If everything is working, you will see the following in the output as well as some recent logs:

Active: active (running) since Thu 2019-08-22 08:54:03 EDT; 2h 10min ago

If the service has failed, you can look at the output from status and also look in /var/log/syslog for more information.

Assuming everything is okay, continue starting the other services.

shell
sudo systemctl start loki
sudo systemctl status loki
sudo systemctl start promtail
sudo systemctl status promtail
sudo systemctl start ossec-metrics
sudo systemctl status ossec-metrics
sudo systemctl start grafana
sudo systemctl status grafana

And with everything working, you can then enable all the services to start on boot:

shell
sudo systemctl enable prometheus
sudo systemctl enable loki
sudo systemctl enable promtail
sudo systemctl enable ossec-metrics
sudo systemctl enable grafana

Dashboards

All this work, and we are finally at the step where you can see some pay off!

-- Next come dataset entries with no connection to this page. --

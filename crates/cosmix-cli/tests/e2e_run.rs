//! E2E tests for the `cosmix` binary.
//!
//! Report lines go to stdout; logs and `[CODE] message` errors go to
//! stderr.

mod common;

use common::{cosmix_cmd, write_params};
use predicates::prelude::PredicateBooleanExt;
use predicates::str::contains;

// ─── Single evaluation ─────────────────────────────────────────────

#[test]
fn reports_likelihood_on_stdout() {
    let tmp = tempfile::tempdir().expect("tempdir");
    let params = write_params(tmp.path(), "test", "");
    cosmix_cmd()
        .arg(&params)
        .assert()
        .success()
        .stdout(contains("Prior = "))
        .stdout(contains("Likelihood = -"))
        .stdout(contains("Posterior = "))
        .stdout(contains("Parameter").not())
        .stderr(contains("WARN").not().and(contains("Parameter").not()));
}

#[test]
fn override_and_save_dir() {
    let tmp = tempfile::tempdir().expect("tempdir");
    let params = write_params(tmp.path(), "test", "[test]\nsave_dir = \"out/block\"");
    cosmix_cmd()
        .arg(&params)
        .args(["-p", "consistency.extra_relations=omega_x=omega_c+100"])
        .assert()
        .success();

    let values = std::fs::read_to_string(tmp.path().join("out/block/cosmological_parameters/values.txt"))
        .expect("values.txt");
    let omega_x: f64 = values
        .lines()
        .find_map(|l| l.strip_prefix("omega_x = "))
        .and_then(|v| v.trim().parse().ok())
        .expect("omega_x line");
    assert!((omega_x - 100.261).abs() < 1e-9, "{values}");
}

// ─── Errors ────────────────────────────────────────────────────────

#[test]
fn missing_params_file() {
    let tmp = tempfile::tempdir().expect("tempdir");
    cosmix_cmd()
        .arg(tmp.path().join("nope.toml"))
        .assert()
        .failure()
        .stderr(contains("[CONFIG_READ_FILE]"));
}

#[test]
fn unknown_override_is_reported_with_code() {
    let tmp = tempfile::tempdir().expect("tempdir");
    let params = write_params(tmp.path(), "test", "");
    cosmix_cmd()
        .arg(&params)
        .args(["-p", "background.nonsense=1"])
        .assert()
        .failure()
        .stderr(contains("[CONFIG_UNKNOWN_OPTION]"));
}

#[test]
fn malformed_assignment_is_a_usage_error() {
    let tmp = tempfile::tempdir().expect("tempdir");
    let params = write_params(tmp.path(), "test", "");
    cosmix_cmd()
        .arg(&params)
        .args(["-p", "no-equals-sign"])
        .assert()
        .failure()
        .stderr(contains("no-equals-sign"));
}

#[test]
fn theta_conflict_fails_before_running() {
    let tmp = tempfile::tempdir().expect("tempdir");
    let params = write_params(tmp.path(), "test", "");
    let text = std::fs::read_to_string(&params)
        .expect("params")
        .replace("extra_relations = \"\"", "extra_relations = \"\"\ncosmomc_theta = true");
    std::fs::write(&params, text).expect("rewrite");

    cosmix_cmd()
        .arg(&params)
        .assert()
        .failure()
        .stdout(contains("Likelihood").not())
        .stderr(contains("[PIPELINE_CONFIGURE]").and(contains("cosmomc_theta")));
}

// ─── Samplers ──────────────────────────────────────────────────────

#[test]
fn grid_with_injection_and_threads() {
    let tmp = tempfile::tempdir().expect("tempdir");
    let params = write_params(tmp.path(), "grid", "[grid]\nnsample_dimension = 6");
    cosmix_cmd()
        .arg(&params)
        .args(["-v", "cosmological_parameters.h0=0.7", "--threads", "2"])
        .assert()
        .success();

    let chain = std::fs::read_to_string(tmp.path().join("out/chain.txt")).expect("chain");
    let mut lines = chain.lines();
    assert_eq!(
        lines.next(),
        Some("#cosmological_parameters--omega_c\tprior\tlike\tpost")
    );
    let rows = chain.lines().filter(|l| !l.starts_with('#')).count();
    assert_eq!(rows, 6);
    assert!(chain.contains("## sampler = grid"));
}

#[test]
fn metropolis_then_postprocess() {
    let tmp = tempfile::tempdir().expect("tempdir");
    let params = write_params(
        tmp.path(),
        "metropolis",
        "[metropolis]\nsamples = 300\nnsteps = 100\nrandom_seed = 1\nproposal_scale = 0.02",
    );
    let summary = tmp.path().join("summary");
    cosmix_cmd()
        .arg(&params)
        .arg("--postprocess")
        .arg(&summary)
        .arg("--verbose")
        .assert()
        .success()
        .stderr(contains("run.done"));

    let means = std::fs::read_to_string(summary.join("means.txt")).expect("means.txt");
    assert!(means.contains("cosmological_parameters--omega_c\t"));
    assert!(means.contains("cosmological_parameters--h0\t"));
    assert!(summary.join("cosmological_parameters--h0.txt").exists());
}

In a web browser, you want to navigate to the IP address of your Raspberry Pi http://192.168.1.100:3000

Note: Your IP address will likely be something different; however, make sure to add the :3000 port!

Log into Grafana and add two new datasources. First a Prometheus datasource:

Prometheus Datasource
Prometheus Datasource

Then a Loki datasource:

Loki Datasource
Loki Datasource

Now you can import the two dashboards I created by hovering over the + symbol on the left panel and selecting Import.

For the OSSEC Trends dashboard, paste this JSON and load and save the dashboard.

For the OSSEC Summary dashboard, repeat by going to the + and Import, pasting this JSON.

Conclusion

Hopefully now you, too, can have your own OSSEC server with nice visuals and easy access to historical events running on an inexpensive Raspberry Pi!

Of course you need not run this on a Raspberry Pi, and with the scalability of Loki, the sky is the limit for the number of events you can store.